4.1 Estimated level of intrapopulation feeding diversity
We used cross-sectional sampling to calculate \(\text{PS}_{i}\), a
specialization metric, as an estimate of intrapopulation feeding
diversity in Salish Sea harbor seals. Our data confirmed intrapopulation
feeding diversity across the spatial (hundreds of km) and temporal
(years) scales that the scat samples represented (average\(\text{PS}_{i}\) = 0.399, 95% CI = 0.026, R = 100,000). These data
demonstrate intrapopulation feed diversity but leave room for two
alternative hypotheses (which cannot be separated in this case),
regarding the absolute level of individual specialization: the
occurrence of congruent long-term generalists and short-term
specialists, or the occurrence of long-term specialists.
4.2 Importance of Time of year, Sex, Location, and Year on
relative specialization ( \(\text{PS}_{i})\)
Month was an important predictor of relative specialization because
removing it from the model caused a large drop in goodness-of-fit
measurements (Table 2). This pattern makes intuitive sense as the type
of prey eaten by harbor seals (Lance et al., 2012; Olesiuk et al., 1990)
as well as their dive foraging behavior (Wilson et al., 2014) vary
throughout the year. Therefore, changes in foraging behavior (both prey
choice and dive type) were likely mechanisms behind the observed change
in relative specialization throughout the year. However, there were
likely other factors influencing relative specialization in addition to
month.
Sex also had an impact on relative specialization, yet smaller than that
of Month (Table 1). Differences in the level of relative specialization
between female and male harbor seals were likely due to females and
males in the region eating different prey items and having different
foraging strategies (Bjorland et al., 2015; Schwarz et al., 2018; Wilson
et al., 2014). For instance, females more often perform deeper foraging
dives, eat benthic prey more commonly, and have smaller home ranges than
males ((Peterson, Lance, Jeffries, & Acevedo-Gutiérrez, 2012; Schwarz
et al., 2018; Wilson et al., 2014). Therefore, we propose the following
theoretical resource distribution: males have more overlap between
individuals while the females have less overlap between individuals;
variations in this pattern appear to be associated with prey type (which
will be addressed in the following section) (Figure 6).
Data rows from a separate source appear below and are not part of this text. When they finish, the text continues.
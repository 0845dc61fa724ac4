// Copyright (c) 2025 TexasFortress.AI
// This Source Code Form is subject to the terms of the Mozilla Public
// License, v. 2.0. If a copy of the MPL was not distributed with this
// file, You can obtain one at http://mozilla.org/MPL/2.0/.

//! Per-user hydration job queue: a priority actor, one per user (§4.5).
//!
//! Modeled on the same "dedicated task owns its state, callers send
//! messages" shape as the outbox worker/queue pairing, generalized from a
//! durable SQL-backed FIFO to an in-memory per-user priority queue.

use std::cmp::Reverse;
use std::collections::{BinaryHeap, HashMap, HashSet};
use std::sync::atomic::{AtomicU64, Ordering};
use std::sync::Arc;
use std::time::Duration;

use dashmap::DashMap;
use tokio::sync::{mpsc, oneshot};

use crate::domain::Job;

const RETRY_DELAY: Duration = Duration::from_secs(2);
const MAX_ATTEMPTS: u8 = 3;

enum Command {
    Add(Job),
    Retry(Job),
    Pop(oneshot::Sender<Option<Job>>),
    Done(String),
}

/// Handle to a running queue actor. Cheap to clone; every worker in a
/// user's swarm shares one.
#[derive(Clone)]
pub struct JobQueueHandle {
    tx: mpsc::UnboundedSender<Command>,
    completions: Arc<AtomicU64>,
    retries: Arc<AtomicU64>,
}

impl JobQueueHandle {
    pub fn spawn() -> Self {
        let (tx, rx) = mpsc::unbounded_channel();
        let completions = Arc::new(AtomicU64::new(0));
        let retries = Arc::new(AtomicU64::new(0));
        tokio::spawn(run(rx, completions.clone(), retries.clone()));
        Self { tx, completions, retries }
    }

    /// Drops the job if its id is in-flight; replaces the pending entry if
    /// the new job is strictly higher priority (lower number); else appends.
    pub fn add(&self, job: Job) {
        let _ = self.tx.send(Command::Add(job));
    }

    /// Returns the highest-priority job (lowest number, ties by earliest
    /// `added_at_ms`), moving it into the in-flight set.
    pub async fn pop(&self) -> Option<Job> {
        let (reply_tx, reply_rx) = oneshot::channel();
        if self.tx.send(Command::Pop(reply_tx)).is_err() {
            return None;
        }
        reply_rx.await.unwrap_or(None)
    }

    pub fn done(&self, id: impl Into<String>) {
        let _ = self.tx.send(Command::Done(id.into()));
    }

    /// On worker failure: re-add after 2s at the original priority if
    /// `attempts < 3`, else drop (§4.5).
    pub fn retry_after_failure(&self, mut job: Job) {
        if job.attempts >= MAX_ATTEMPTS {
            return;
        }
        job.attempts += 1;
        let tx = self.tx.clone();
        tokio::spawn(async move {
            tokio::time::sleep(RETRY_DELAY).await;
            let _ = tx.send(Command::Retry(job));
        });
    }

    pub fn completions(&self) -> u64 {
        self.completions.load(Ordering::Relaxed)
    }

    pub fn retries(&self) -> u64 {
        self.retries.load(Ordering::Relaxed)
    }
}

async fn run(
    mut rx: mpsc::UnboundedReceiver<Command>,
    completions: Arc<AtomicU64>,
    retries: Arc<AtomicU64>,
) {
    let mut pending: HashMap<String, Job> = HashMap::new();
    let mut heap: BinaryHeap<Reverse<(u8, i64, String)>> = BinaryHeap::new();
    let mut in_flight: HashSet<String> = HashSet::new();

    while let Some(cmd) = rx.recv().await {
        match cmd {
            Command::Add(job) => insert(&mut pending, &mut heap, &in_flight, job),
            Command::Retry(job) => {
                retries.fetch_add(1, Ordering::Relaxed);
                insert(&mut pending, &mut heap, &in_flight, job);
            }
            Command::Pop(reply) => {
                let job = pop_next(&mut pending, &mut heap, &mut in_flight);
                let _ = reply.send(job);
            }
            Command::Done(id) => {
                in_flight.remove(&id);
                completions.fetch_add(1, Ordering::Relaxed);
            }
        }
    }
}

fn insert(
    pending: &mut HashMap<String, Job>,
    heap: &mut BinaryHeap<Reverse<(u8, i64, String)>>,
    in_flight: &HashSet<String>,
    job: Job,
) {
    if in_flight.contains(&job.id) {
        return;
    }
    if let Some(existing) = pending.get(&job.id) {
        if job.priority >= existing.priority {
            return;
        }
    }
    heap.push(Reverse((job.priority, job.added_at_ms, job.id.clone())));
    pending.insert(job.id.clone(), job);
}

fn pop_next(
    pending: &mut HashMap<String, Job>,
    heap: &mut BinaryHeap<Reverse<(u8, i64, String)>>,
    in_flight: &mut HashSet<String>,
) -> Option<Job> {
    while let Some(Reverse((priority, added_at_ms, id))) = heap.pop() {
        let Some(job) = pending.get(&id) else { continue };
        // Stale heap entry left behind by a since-replaced job.
        if job.priority != priority || job.added_at_ms != added_at_ms {
            continue;
        }
        let job = pending.remove(&id).unwrap();
        in_flight.insert(id);
        return Some(job);
    }
    None
}

/// Registry of per-user queue actors, mirroring the session pool's
/// register-once/look-up-by-user shape.
pub struct JobQueueRegistry {
    queues: DashMap<String, JobQueueHandle>,
}

impl Default for JobQueueRegistry {
    fn default() -> Self {
        Self::new()
    }
}

impl JobQueueRegistry {
    pub fn new() -> Self {
        Self { queues: DashMap::new() }
    }

    pub fn register_user(&self, user: &str) -> JobQueueHandle {
        self.queues.entry(user.to_string()).or_insert_with(JobQueueHandle::spawn).clone()
    }

    pub fn handle_for(&self, user: &str) -> Option<JobQueueHandle> {
        self.queues.get(user).map(|h| h.clone())
    }
}

#[cfg(test)]
mod tests {
    use super::*;

    fn job(id: &str, priority: u8, added_at_ms: i64) -> Job {
        Job {
            id: id.to_string(),
            priority,
            added_at_ms,
            uid: 1,
            folder: "Inbox".to_string(),
            user: "alice".to_string(),
            attempts: 0,
        }
    }

    #[tokio::test]
    async fn pops_highest_priority_first() {
        let q = JobQueueHandle::spawn();
        q.add(job("b", Job::PRIORITY_BACKGROUND, 2));
        q.add(job("a", Job::PRIORITY_FOREGROUND, 1));
        let popped = q.pop().await.unwrap();
        assert_eq!(popped.id, "a");
    }

    #[tokio::test]
    async fn ties_broken_by_earliest_added_at() {
        let q = JobQueueHandle::spawn();
        q.add(job("later", Job::PRIORITY_PREWARM, 10));
        q.add(job("earlier", Job::PRIORITY_PREWARM, 5));
        let popped = q.pop().await.unwrap();
        assert_eq!(popped.id, "earlier");
    }

    #[tokio::test]
    async fn add_while_in_flight_is_dropped() {
        let q = JobQueueHandle::spawn();
        q.add(job("x", Job::PRIORITY_BACKGROUND, 1));
        let popped = q.pop().await.unwrap();
        assert_eq!(popped.id, "x");
        q.add(job("x", Job::PRIORITY_FOREGROUND, 2));
        assert!(q.pop().await.is_none());
    }

    #[tokio::test]
    async fn higher_priority_replaces_pending_entry() {
        let q = JobQueueHandle::spawn();
        q.add(job("x", Job::PRIORITY_BACKGROUND, 1));
        q.add(job("x", Job::PRIORITY_FOREGROUND, 1));
        let popped = q.pop().await.unwrap();
        assert_eq!(popped.priority, Job::PRIORITY_FOREGROUND);
        assert!(q.pop().await.is_none());
    }

    #[tokio::test]
    async fn done_clears_in_flight_so_resubmission_is_accepted() {
        let q = JobQueueHandle::spawn();
        q.add(job("x", Job::PRIORITY_BACKGROUND, 1));
        let popped = q.pop().await.unwrap();
        q.done(popped.id);
        // Give the actor a tick to process Done before re-adding.
        tokio::task::yield_now().await;
        q.add(job("x", Job::PRIORITY_BACKGROUND, 2));
        assert!(q.pop().await.is_some());
    }
}
// Copyright (c) 2025 TexasFortress.AI
// This Source Code Form is subject to the terms of the Mozilla Public
// License, v. 2.0. If a copy of the MPL was not distributed with this
// file, You can obtain one at http://mozilla.org/MPL/2.0/.

use std::{
    borrow::Cow,
    collections::HashMap,
    fmt,
    convert::Infallible,
};
// use std::str::FromStr; // Unused

use async_imap::types::{
    Fetch,
    Flag as AsyncImapFlag,
    Name as AsyncImapName,
    Mailbox as AsyncImapMailbox,
};
use chrono::{DateTime, Utc};
// imap_types removed - NString was unused
use serde::{Deserialize, Serialize};
// use thiserror::Error; // Unused
use log::debug;

use crate::imap::error::ImapError;
use crate::imap::session::DEFAULT_MAILBOX_DELIMITER;

/// Represents an email message in the IMAP system.
///
/// This struct encapsulates all the essential information about an email message,
/// including its unique identifier, flags, metadata, and MIME-parsed content.
///
/// # Examples
///
/// ```rust
/// use chrono::Utc;
/// use mailbridge::imap::types::{Email, Envelope, Address};
///
/// let email = Email {
///     uid: 42,
///     flags: vec!["\\Seen".to_string(), "\\Flagged".to_string()],
///     internal_date: Some(Utc::now()),
///     envelope: Some(Envelope {
///         subject: Some("Hello".to_string()),
///         from: vec![Address {
///             name: Some("Alice".to_string()),
///             mailbox: Some("alice".to_string()),
///             host: Some("example.com".to_string()),
///         }],
///         to: vec![],
///         cc: vec![],
///         bcc: vec![],
///         reply_to: vec![],
///         date: None,
///         in_reply_to: None,
///         message_id: None,
///     }),
///     body: Some(b"Hello, world!".to_vec()),
///     mime_parts: vec![],
///     text_body: Some("Hello, world!".to_string()),
///     html_body: None,
///     attachments: vec![],
/// };
/// ```
#[derive(Debug, Clone, Deserialize, Serialize)]
pub struct Email {
    /// Unique identifier for the email in the current folder
    pub uid: u32,
    /// List of IMAP flags associated with the email
    pub flags: Vec<String>,
    /// Internal date when the email was received by the server
    pub internal_date: Option<DateTime<Utc>>,
    /// Email envelope containing metadata like subject, sender, recipients
    pub envelope: Option<Envelope>,
    /// Raw email body content as bytes
    pub body: Option<Vec<u8>>,
    /// Parsed MIME parts of the email
    pub mime_parts: Vec<MimePart>,
    /// Plain text body content (extracted from MIME parts)
    pub text_body: Option<String>,
    /// HTML body content (extracted from MIME parts)
    pub html_body: Option<String>,
    /// List of attachments (extracted from MIME parts)
    pub attachments: Vec<MimePart>,
}
// Copyright (c) 2025 TexasFortress.AI
// This Source Code Form is subject to the terms of the Mozilla Public
// License, v. 2.0. If a copy of the MPL was not distributed with this
// file, You can obtain one at http://mozilla.org/MPL/2.0/.

//! Domain types shared by storage, cache, sync, and mutation (§3).

use lazy_static::lazy_static;
use regex::Regex;
use serde::{Deserialize, Serialize};

use crate::error::BridgeError;

lazy_static! {
    static ref COMPOSITE_ID_RE: Regex = Regex::new(r"^uid-(\d+)-(.+)$").unwrap();
}

/// One of the four Inbox-only smart tabs (§4.8, GLOSSARY).
#[derive(Debug, Clone, Copy, PartialEq, Eq, Serialize, Deserialize)]
#[serde(rename_all = "lowercase")]
pub enum Category {
    Primary,
    Social,
    Updates,
    Promotions,
}

impl Category {
    pub fn as_str(&self) -> &'static str {
        match self {
            Category::Primary => "primary",
            Category::Social => "social",
            Category::Updates => "updates",
            Category::Promotions => "promotions",
        }
    }

    pub fn all() -> [Category; 4] {
        [Category::Primary, Category::Social, Category::Updates, Category::Promotions]
    }
}

/// Where a returned message payload was resolved from (Design Notes §9).
#[derive(Debug, Clone, Copy, PartialEq, Eq, Serialize, Deserialize)]
#[serde(rename_all = "lowercase")]
pub enum Source {
    Hot,
    Warm,
    RemoteLive,
    RemoteLiveViaStorage,
}

#[derive(Debug, Clone, Serialize, Deserialize)]
pub struct Attachment {
    pub filename: String,
    pub blob_key: String,
    pub size: u64,
    pub mime_type: String,
    pub content_id: Option<String>,
}

/// Stable composite id `uid-<U>-<folder>` (§3, §9).
#[derive(Debug, Clone, PartialEq, Eq, Serialize, Deserialize)]
pub struct MessageId(pub String);

impl MessageId {
    pub fn new(uid: u32, folder: &str) -> Self {
        MessageId(format!("uid-{}-{}", uid, folder))
    }

    /// Recovers the numeric uid and canonical folder name from a composite id.
    pub fn parse(id: &str) -> Result<(u32, String), BridgeError> {
        let caps = COMPOSITE_ID_RE
            .captures(id)
            .ok_or_else(|| BridgeError::ValidationError(format!("malformed message id: {}", id)))?;
        let uid: u32 = caps[1]
            .parse()
            .map_err(|_| BridgeError::ValidationError(format!("malformed uid in id: {}", id)))?;
        Ok((uid, caps[2].to_string()))
    }

    pub fn as_str(&self) -> &str {
        &self.0
    }
}

/// Primary entity: a synchronized message (§3).
#[derive(Debug, Clone, Serialize, Deserialize)]
pub struct Message {
    pub id: String,
    pub uid: u32,
    pub user: String,

    pub from_address: String,
    pub from_name: Option<String>,
    pub to_addresses: Vec<String>,
    pub subject: String,
    pub timestamp_ms: i64,

    pub body: String,
    pub preview: String,
    pub is_full_body: bool,

    pub read: bool,
    pub folder: String,
    pub labels: Vec<String>,
    pub category: Option<Category>,

    pub attachments: Vec<Attachment>,
}

impl Message {
    /// New envelope-only row, as produced by the sync orchestrator before hydration.
    pub fn new_envelope(
        user: impl Into<String>,
        uid: u32,
        folder: impl Into<String>,
        from_address: impl Into<String>,
        from_name: Option<String>,
        to_addresses: Vec<String>,
        subject: impl Into<String>,
        timestamp_ms: i64,
    ) -> Self {
        let folder = folder.into();
        let id = MessageId::new(uid, &folder).0;
        Message {
            id,
            uid,
            user: user.into(),
            from_address: from_address.into(),
            from_name,
            to_addresses,
            subject: subject.into(),
            timestamp_ms,
            body: String::new(),
            preview: String::new(),
            is_full_body: false,
            read: false,
            folder,
            labels: Vec::new(),
            category: None,
            attachments: Vec::new(),
        }
    }
}

/// Per-user credentials and setup state (§3).
#[derive(Debug, Clone, Serialize, Deserialize)]
pub struct UserConfig {
    pub user: String,
    pub remote_host: String,
    pub remote_port: u16,
    pub remote_user: String,
    pub remote_pass: String,
    pub submission_host: String,
    pub submission_port: u16,
    pub use_tls: bool,
    pub setup_complete: bool,
    pub last_sync: Option<i64>,
}

/// `{id, user, name, color}`; `id = lowercase(name, spaces→dashes)` (§3).
#[derive(Debug, Clone, Serialize, Deserialize)]
pub struct Label {
    pub id: String,
    pub user: String,
    pub name: String,
    pub color: String,
}

impl Label {
    pub fn id_for(name: &str) -> String {
        name.to_lowercase().replace(' ', "-")
    }
}

#[derive(Debug, Clone, Copy, PartialEq, Eq, Serialize, Deserialize)]
#[serde(rename_all = "lowercase")]
pub enum RuleType {
    From,
    Subject,
    Content,
}

/// `{user, category, type, value}`; unique on `(user, category, value)` (§3).
#[derive(Debug, Clone, Serialize, Deserialize)]
pub struct ClassificationRule {
    pub user: String,
    pub category: Category,
    pub rule_type: RuleType,
    pub value: String,
}

/// Hydration/fetch work item. Lower `priority` means sooner (§3).
#[derive(Debug, Clone, Serialize, Deserialize)]
pub struct Job {
    pub id: String,
    pub priority: u8,
    pub added_at_ms: i64,
    pub uid: u32,
    pub folder: String,
    pub user: String,
    pub attempts: u8,
}

impl Job {
    pub const PRIORITY_FOREGROUND: u8 = 1;
    pub const PRIORITY_PREWARM: u8 = 2;
    pub const PRIORITY_BACKGROUND: u8 = 4;
}

#[cfg(test)]
mod tests {
    use super::*;

    #[test]
    fn composite_id_round_trips() {
        let id = MessageId::new(42, "Inbox");
        assert_eq!(id.as_str(), "uid-42-Inbox");
        let (uid, folder) = MessageId::parse(id.as_str()).unwrap();
        assert_eq!(uid, 42);
        assert_eq!(folder, "Inbox");
    }

    #[test]
    fn composite_id_rejects_garbage() {
        assert!(MessageId::parse("not-an-id").is_err());
    }

    #[test]
    fn label_id_lowercases_and_dashes_spaces() {
        assert_eq!(Label::id_for("Work Stuff"), "work-stuff");
    }
}
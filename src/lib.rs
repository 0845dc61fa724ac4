// Copyright (c) 2025 TexasFortress.AI
// This Source Code Form is subject to the terms of the Mozilla Public
// License, v. 2.0. If a copy of the MPL was not distributed with this
// file, You can obtain one at http://mozilla.org/MPL/2.0/.

//! Library core for the mail bridge.

pub mod attachments;
pub mod cache;
pub mod classifier;
pub mod config;
pub mod domain;
pub mod draft_uplink;
pub mod engine;
pub mod error;
pub mod folder_mapper;
pub mod imap;
pub mod job_queue;
pub mod mutation;
pub mod read_path;
pub mod session_pool;
pub mod storage;
pub mod sync;
pub mod utils;
pub mod worker;

pub mod prelude {
    pub use crate::attachments::{AttachmentError, AttachmentStore};
    pub use crate::cache::HotCache;
    pub use crate::config::Settings;
    pub use crate::domain::{
        Attachment, Category, ClassificationRule, Job, Label, Message, MessageId, RuleType,
        Source, UserConfig,
    };
    pub use crate::engine::Engine;
    pub use crate::error::BridgeError;
    pub use crate::read_path::ReadPath;
    pub use crate::imap::{
        Address, CloneableImapSessionFactory, Email, Envelope, FlagOperation, Flags, Folder,
        ImapClient, ImapError, SearchCriteria,
    };

    pub use log::{debug, error, info, trace, warn};
    pub use thiserror::Error;
    pub use uuid::Uuid;
}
Including an interaction term between Month and Sex increased the
goodness-of-fit of the model (Table 2). This result indicates that
differences between male and female seals likely varied throughout the
year. Specifically, there were clear decreases in relative
specialization in male harbor seals during the summer and fall months
that were not reflected in females (Figure 2), indicating that the
behavior of both sexes was similar in the spring but diverged in the
summer and fall. This behavior was likely due to changes in feeding
patterns of females and males throughout the year (Lance et al., 2012;
Wilson et al., 2014). A possible reason for the different feeding
patterns in the summer months is female change in behavior due to
pupping (Ternte, Bigg, & Wigg, 1991). While nursing, females spend most
of their time on the haul-out and make short foraging trips (Boness,
Bowen, & Oftedal, 1994; D’Agnese, 2015). A similar difference was seen
between sexes during the fall; however, both sexes were relatively least
specialized during the fall. During the fall, there is a large influx of
returning adult Salmoniformes (Quinn, 2005) that are preyed upon by both
female and male harbor seals (Schwarz et al., 2018). In the Salish Sea,
Salmoniformes can compose >50% of the population diet in
the summer and fall (Lance et al., 2012). This resource could be rich
enough that it is beneficial for a majority of seals, both males and
females, resulting in less need for specialization. This explanation is
further supported by the correlation between feeding on adult
Salmonifomes and a relatively less specialized diet (Table 3),
indicating it was a widely used resource in the region.
Our data also suggest that location explained a large amount of variance
in relative specialization. The random factors of Year and Location
increased the \(r^{2}\) by more than four times, indicating that both
had a large influence on relative specialization. However, because
Sample Size, Location, and Year explained 0.39, 0.36, and 0.002 of the
variance (SD = 0.62, 0.597, 0.05), respectively, one can assume that
Sample Size and Location were the random factors responsible for the
increase in goodness of fit of the model, not Year. This result
indicates that where the seals were foraging impacted the level of
relative specialization in the population, without noticeable changes
from year to year. Our results also indicate that there was likely some
bias introduced by the number of samples in a group. For instance, there
was a correlation between average \(\text{PS}_{i}\) and theoretical
minimum \(\text{PS}_{i}\) (rho = -0.231, p = 0.03). However, this
potential bias is unlikely to have had a substantial effect on the
outcome of our study because we included sample size as a random
variable in the model and variation in sample size does not appear to
explain the seasonal changes in \(\text{PS}_{i}\) (Figures 2, 3).